In the mid-1950s, the BBC had a temporary headquarters at No. 35 All Saints Green, which are now offices for the John Lewis department store.

Then in September 1956 they moved to nearby St Catherine's Close which remained the home of BBC East, first for radio and then television,  for almost half a century before moving to the Forum in 2003.

The first daily news programmes  began in 1959. Called East at Six, they were  ten minutes long and in glorious black and white. Look East was born five years later in September 1964 by which time the programme had been extended to 20 minutes.

These were exciting times for the Corporation who had  just launched the BBC2 Channel.

So now with ITV there were three television channels.

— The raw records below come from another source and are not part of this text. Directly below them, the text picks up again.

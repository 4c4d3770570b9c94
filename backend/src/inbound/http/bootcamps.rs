//! Bootcamp endpoints.
//!
//! ```text
//! GET    /api/v1/bootcamps
//! GET    /api/v1/bootcamps/radius/{zipcode}/{distance}
//! GET    /api/v1/bootcamps/{id}
//! POST   /api/v1/bootcamps
//! PUT    /api/v1/bootcamps/{id}
//! DELETE /api/v1/bootcamps/{id}
//! PUT    /api/v1/bootcamps/{id}/photo
//! ```

use actix_web::{delete, get, post, put, web, HttpRequest, HttpResponse};
use serde_json::json;
use uuid::Uuid;

use crate::domain::services::PhotoUpload;
use crate::domain::{CreateBootcamp, Error, Role, UpdateBootcamp};
use crate::inbound::http::auth::{require_role, AuthenticatedUser};
use crate::inbound::http::error::ErrorBody;
use crate::inbound::http::respond::{data_response, list_response, parse_list_query};
use crate::inbound::http::state::HttpState;
use crate::inbound::http::ApiResult;

/// List bootcamps with filtering, selection, sorting, and pagination.
#[utoipa::path(
    get,
    path = "/api/v1/bootcamps",
    responses(
        (status = 200, description = "One page of bootcamps"),
        (status = 400, description = "Malformed query parameter", body = ErrorBody)
    ),
    tags = ["bootcamps"],
    operation_id = "listBootcamps"
)]
#[get("/bootcamps")]
pub async fn list_bootcamps(
    state: web::Data<HttpState>,
    req: HttpRequest,
) -> ApiResult<HttpResponse> {
    let query = parse_list_query(req.query_string())?;
    let (items, total) = state.bootcamps.list(&query).await?;
    list_response(&items, &query, total, &[])
}

/// Bootcamps within a distance (miles) of a zipcode.
#[utoipa::path(
    get,
    path = "/api/v1/bootcamps/radius/{zipcode}/{distance}",
    responses(
        (status = 200, description = "Bootcamps inside the circle"),
        (status = 400, description = "Bad distance or un-geocodable zipcode", body = ErrorBody)
    ),
    tags = ["bootcamps"],
    operation_id = "getBootcampsInRadius"
)]
#[get("/bootcamps/radius/{zipcode}/{distance}")]
pub async fn bootcamps_in_radius(
    state: web::Data<HttpState>,
    path: web::Path<(String, f64)>,
) -> ApiResult<HttpResponse> {
    let (zipcode, distance) = path.into_inner();
    let items = state.bootcamps.within_radius(&zipcode, distance).await?;
    Ok(HttpResponse::Ok().json(json!({
        "success": true,
        "count": items.len(),
        "data": items,
    })))
}

/// A single bootcamp.
#[utoipa::path(
    get,
    path = "/api/v1/bootcamps/{id}",
    responses(
        (status = 200, description = "The bootcamp"),
        (status = 404, description = "Unknown id", body = ErrorBody)
    ),
    tags = ["bootcamps"],
    operation_id = "getBootcamp"
)]
#[get("/bootcamps/{id}")]
pub async fn get_bootcamp(
    state: web::Data<HttpState>,
    path: web::Path<Uuid>,
) -> ApiResult<HttpResponse> {
    let bootcamp = state.bootcamps.get(path.into_inner()).await?;
    Ok(data_response(HttpResponse::Ok(), &bootcamp))
}

/// Publish a bootcamp.
#[utoipa::path(
    post,
    path = "/api/v1/bootcamps",
    request_body = CreateBootcamp,
    responses(
        (status = 201, description = "The published bootcamp"),
        (status = 400, description = "Validation failure or publish limit", body = ErrorBody),
        (status = 403, description = "Role not allowed", body = ErrorBody)
    ),
    tags = ["bootcamps"],
    operation_id = "createBootcamp"
)]
#[post("/bootcamps")]
pub async fn create_bootcamp(
    state: web::Data<HttpState>,
    user: AuthenticatedUser,
    body: web::Json<CreateBootcamp>,
) -> ApiResult<HttpResponse> {
    require_role(&user.0, &[Role::Publisher, Role::Admin])?;
    let bootcamp = state.bootcamps.create(&user.0, body.into_inner()).await?;
    Ok(data_response(HttpResponse::Created(), &bootcamp))
}

/// Update a bootcamp.
#[utoipa::path(
    put,
    path = "/api/v1/bootcamps/{id}",
    request_body = UpdateBootcamp,
    responses(
        (status = 200, description = "The updated bootcamp"),
        (status = 403, description = "Not the owner", body = ErrorBody),
        (status = 404, description = "Unknown id", body = ErrorBody)
    ),
    tags = ["bootcamps"],
    operation_id = "updateBootcamp"
)]
#[put("/bootcamps/{id}")]
pub async fn update_bootcamp(
    state: web::Data<HttpState>,
    user: AuthenticatedUser,
    path: web::Path<Uuid>,
    body: web::Json<UpdateBootcamp>,
) -> ApiResult<HttpResponse> {
    require_role(&user.0, &[Role::Publisher, Role::Admin])?;
    let bootcamp = state
        .bootcamps
        .update(&user.0, path.into_inner(), body.into_inner())
        .await?;
    Ok(data_response(HttpResponse::Ok(), &bootcamp))
}

/// Delete a bootcamp and its courses and reviews.
#[utoipa::path(
    delete,
    path = "/api/v1/bootcamps/{id}",
    responses(
        (status = 200, description = "Deleted"),
        (status = 403, description = "Not the owner", body = ErrorBody),
        (status = 404, description = "Unknown id", body = ErrorBody)
    ),
    tags = ["bootcamps"],
    operation_id = "deleteBootcamp"
)]
#[delete("/bootcamps/{id}")]
pub async fn delete_bootcamp(
    state: web::Data<HttpState>,
    user: AuthenticatedUser,
    path: web::Path<Uuid>,
) -> ApiResult<HttpResponse> {
    require_role(&user.0, &[Role::Publisher, Role::Admin])?;
    state.bootcamps.delete(&user.0, path.into_inner()).await?;
    Ok(data_response(HttpResponse::Ok(), &json!({})))
}

/// Upload a bootcamp photo as the raw request body.
#[utoipa::path(
    put,
    path = "/api/v1/bootcamps/{id}/photo",
    request_body(content = Vec<u8>, content_type = "image/*"),
    responses(
        (status = 200, description = "Stored filename"),
        (status = 400, description = "Not an image or too large", body = ErrorBody),
        (status = 403, description = "Not the owner", body = ErrorBody)
    ),
    tags = ["bootcamps"],
    operation_id = "uploadBootcampPhoto"
)]
#[put("/bootcamps/{id}/photo")]
pub async fn upload_bootcamp_photo(
    state: web::Data<HttpState>,
    user: AuthenticatedUser,
    path: web::Path<Uuid>,
    req: HttpRequest,
    bytes: web::Bytes,
) -> ApiResult<HttpResponse> {
    require_role(&user.0, &[Role::Publisher, Role::Admin])?;
    let content_type = req
        .headers()
        .get(actix_web::http::header::CONTENT_TYPE)
        .and_then(|v| v.to_str().ok())
        .map(|v| v.split(';').next().unwrap_or(v).trim().to_owned())
        .ok_or_else(|| Error::invalid_request("Please upload an image file"))?;

    let filename = state
        .bootcamps
        .upload_photo(
            &user.0,
            path.into_inner(),
            PhotoUpload {
                content_type,
                bytes: bytes.to_vec(),
            },
        )
        .await?;
    Ok(data_response(HttpResponse::Ok(), &filename))
}

#[cfg(test)]
mod tests {
    use crate::inbound::http::test_utils::{
        register_admin, register_publisher, register_user, spawn_app, TestContext,
    };
    use actix_web::http::StatusCode;
    use actix_web::test;

    fn create_payload(name: &str) -> serde_json::Value {
        serde_json::json!({
            "name": name,
            "description": "Full stack development",
            "address": "233 Bay State Rd Boston MA 02215",
            "careers": ["Web Development"],
        })
    }

    async fn create_bootcamp(
        app: &impl actix_web::dev::Service<
            actix_http::Request,
            Response = actix_web::dev::ServiceResponse,
            Error = actix_web::Error,
        >,
        token: &str,
        name: &str,
    ) -> serde_json::Value {
        let response = test::call_service(
            app,
            test::TestRequest::post()
                .uri("/api/v1/bootcamps")
                .insert_header(("Authorization", format!("Bearer {token}")))
                .set_json(create_payload(name))
                .to_request(),
        )
        .await;
        assert_eq!(response.status(), StatusCode::CREATED);
        test::read_body_json(response).await
    }

    #[actix_rt::test]
    async fn listing_wraps_results_in_the_envelope() {
        let ctx = TestContext::new();
        let (_, token) = register_admin(&ctx, "admin@example.com").await;
        let app = spawn_app(&ctx).await;
        create_bootcamp(&app, &token, "Devworks").await;
        create_bootcamp(&app, &token, "ModernTech").await;

        let body: serde_json::Value = test::call_and_read_body_json(
            &app,
            test::TestRequest::get()
                .uri("/api/v1/bootcamps?limit=1&page=1")
                .to_request(),
        )
        .await;
        assert_eq!(body["success"], true);
        assert_eq!(body["count"], 1);
        assert_eq!(body["pagination"]["next"]["page"], 2);
        assert_eq!(body["data"].as_array().unwrap().len(), 1);
    }

    #[actix_rt::test]
    async fn select_projects_fields_but_keeps_id() {
        let ctx = TestContext::new();
        let (_, token) = register_admin(&ctx, "admin@example.com").await;
        let app = spawn_app(&ctx).await;
        create_bootcamp(&app, &token, "Devworks").await;

        let body: serde_json::Value = test::call_and_read_body_json(
            &app,
            test::TestRequest::get()
                .uri("/api/v1/bootcamps?select=name")
                .to_request(),
        )
        .await;
        let record = &body["data"][0];
        assert_eq!(record["name"], "Devworks");
        assert!(record.get("description").is_none());
        assert!(record.get("id").is_some());
    }

    #[actix_rt::test]
    async fn unknown_filter_operator_is_a_bad_request() {
        let ctx = TestContext::new();
        let app = spawn_app(&ctx).await;

        let response = test::call_service(
            &app,
            test::TestRequest::get()
                .uri("/api/v1/bootcamps?careers[regex]=x")
                .to_request(),
        )
        .await;
        assert_eq!(response.status(), StatusCode::BAD_REQUEST);
    }

    #[actix_rt::test]
    async fn plain_users_cannot_publish() {
        let ctx = TestContext::new();
        let (_, token) = register_user(&ctx, "user@example.com").await;
        let app = spawn_app(&ctx).await;

        let response = test::call_service(
            &app,
            test::TestRequest::post()
                .uri("/api/v1/bootcamps")
                .insert_header(("Authorization", format!("Bearer {token}")))
                .set_json(create_payload("Devworks"))
                .to_request(),
        )
        .await;
        assert_eq!(response.status(), StatusCode::FORBIDDEN);
    }

    #[actix_rt::test]
    async fn second_publish_is_a_bad_request() {
        let ctx = TestContext::new();
        let (_, token) = register_publisher(&ctx, "pub@example.com").await;
        let app = spawn_app(&ctx).await;
        create_bootcamp(&app, &token, "First").await;

        let response = test::call_service(
            &app,
            test::TestRequest::post()
                .uri("/api/v1/bootcamps")
                .insert_header(("Authorization", format!("Bearer {token}")))
                .set_json(create_payload("Second"))
                .to_request(),
        )
        .await;
        assert_eq!(response.status(), StatusCode::BAD_REQUEST);
    }

    #[actix_rt::test]
    async fn get_with_unknown_id_is_not_found() {
        let ctx = TestContext::new();
        let app = spawn_app(&ctx).await;

        let response = test::call_service(
            &app,
            test::TestRequest::get()
                .uri(&format!("/api/v1/bootcamps/{}", uuid::Uuid::new_v4()))
                .to_request(),
        )
        .await;
        assert_eq!(response.status(), StatusCode::NOT_FOUND);
        let body: serde_json::Value = test::read_body_json(response).await;
        assert_eq!(body["success"], false);
    }

    #[actix_rt::test]
    async fn non_owner_update_is_forbidden() {
        let ctx = TestContext::new();
        let (_, owner_token) = register_publisher(&ctx, "owner@example.com").await;
        let (_, other_token) = register_publisher(&ctx, "other@example.com").await;
        let app = spawn_app(&ctx).await;
        let created = create_bootcamp(&app, &owner_token, "Devworks").await;
        let id = created["data"]["id"].as_str().unwrap().to_owned();

        let response = test::call_service(
            &app,
            test::TestRequest::put()
                .uri(&format!("/api/v1/bootcamps/{id}"))
                .insert_header(("Authorization", format!("Bearer {other_token}")))
                .set_json(serde_json::json!({"housing": true}))
                .to_request(),
        )
        .await;
        assert_eq!(response.status(), StatusCode::FORBIDDEN);
    }

    #[actix_rt::test]
    async fn photo_upload_rejects_non_images() {
        let ctx = TestContext::new();
        let (_, token) = register_publisher(&ctx, "owner@example.com").await;
        let app = spawn_app(&ctx).await;
        let created = create_bootcamp(&app, &token, "Devworks").await;
        let id = created["data"]["id"].as_str().unwrap().to_owned();

        let response = test::call_service(
            &app,
            test::TestRequest::put()
                .uri(&format!("/api/v1/bootcamps/{id}/photo"))
                .insert_header(("Authorization", format!("Bearer {token}")))
                .insert_header(("Content-Type", "application/pdf"))
                .set_payload(vec![1_u8, 2, 3])
                .to_request(),
        )
        .await;
        assert_eq!(response.status(), StatusCode::BAD_REQUEST);
    }

    #[actix_rt::test]
    async fn photo_upload_stores_and_records_the_filename() {
        let ctx = TestContext::new();
        let (_, token) = register_publisher(&ctx, "owner@example.com").await;
        let app = spawn_app(&ctx).await;
        let created = create_bootcamp(&app, &token, "Devworks").await;
        let id = created["data"]["id"].as_str().unwrap().to_owned();

        let body: serde_json::Value = test::call_and_read_body_json(
            &app,
            test::TestRequest::put()
                .uri(&format!("/api/v1/bootcamps/{id}/photo"))
                .insert_header(("Authorization", format!("Bearer {token}")))
                .insert_header(("Content-Type", "image/png"))
                .set_payload(vec![0_u8; 64])
                .to_request(),
        )
        .await;
        assert_eq!(body["data"], format!("photo_{id}.png"));
        assert!(ctx.photos.last().is_some());
    }

    #[actix_rt::test]
    async fn radius_search_returns_count_and_data() {
        let ctx = TestContext::new();
        let (_, token) = register_publisher(&ctx, "owner@example.com").await;
        let app = spawn_app(&ctx).await;
        create_bootcamp(&app, &token, "Devworks").await;

        let body: serde_json::Value = test::call_and_read_body_json(
            &app,
            test::TestRequest::get()
                .uri("/api/v1/bootcamps/radius/02215/50")
                .to_request(),
        )
        .await;
        assert_eq!(body["success"], true);
        assert_eq!(body["count"], 1);
    }
}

Channel 4 was still eighteen years away.

And as for the iPlayer, Freeview, satellite channels, social media, mobile phones, they were all, well,  still science fiction.

Down the road at the newly formed Anglia Television, with its emblematic silver statue of a knight on horseback, it was a similar story.

Twice weekly About Anglia bulletins began in 1960, were beefed up to four times a week and then eventually to every week night.

By today’s standards equipment was primitive  and even back then  Look East had to put up with its share of cast-offs from Network TV in London.

 All the film shot for that day was assembled on a large spool and in the right order on a machine called a telecine for transmission.

But what if there was a late news story during the programme? Panic stations.

While the presenter conducted a studio interview, the spool was hurredly removed, the new film spliced in and the spool laced up again on the telecine by an engineer, usually with seconds to spare.

The first freelance reporters were paid a handsome four guineas (£4.20) per story and an extra thirty shillings (£1.50) if the story ran for more than four minutes.

And the two Look East editors reckoned that they cut the equivalent of a 100 miles of 16mm film every year.

In those days before the BBC installed its own processing, the film was rushed to Coes the photographers in Norwich who charged threepence (less than 2p) per foot.

Some film was  shot without sound and gramophone effects were played in during the live transmission, sometimes with unexpected results.

One request was for chickens.  Up came the sound fader with lots of clucking chickens.

Except the pictures were inside a chicken processing factory with lots of very dead birds.

One figure dominated the early Look East landscape. For the first few years presenters came and went.

Then in 1973 Ian Masters  took the presenter’s chair and dominated it for ten years.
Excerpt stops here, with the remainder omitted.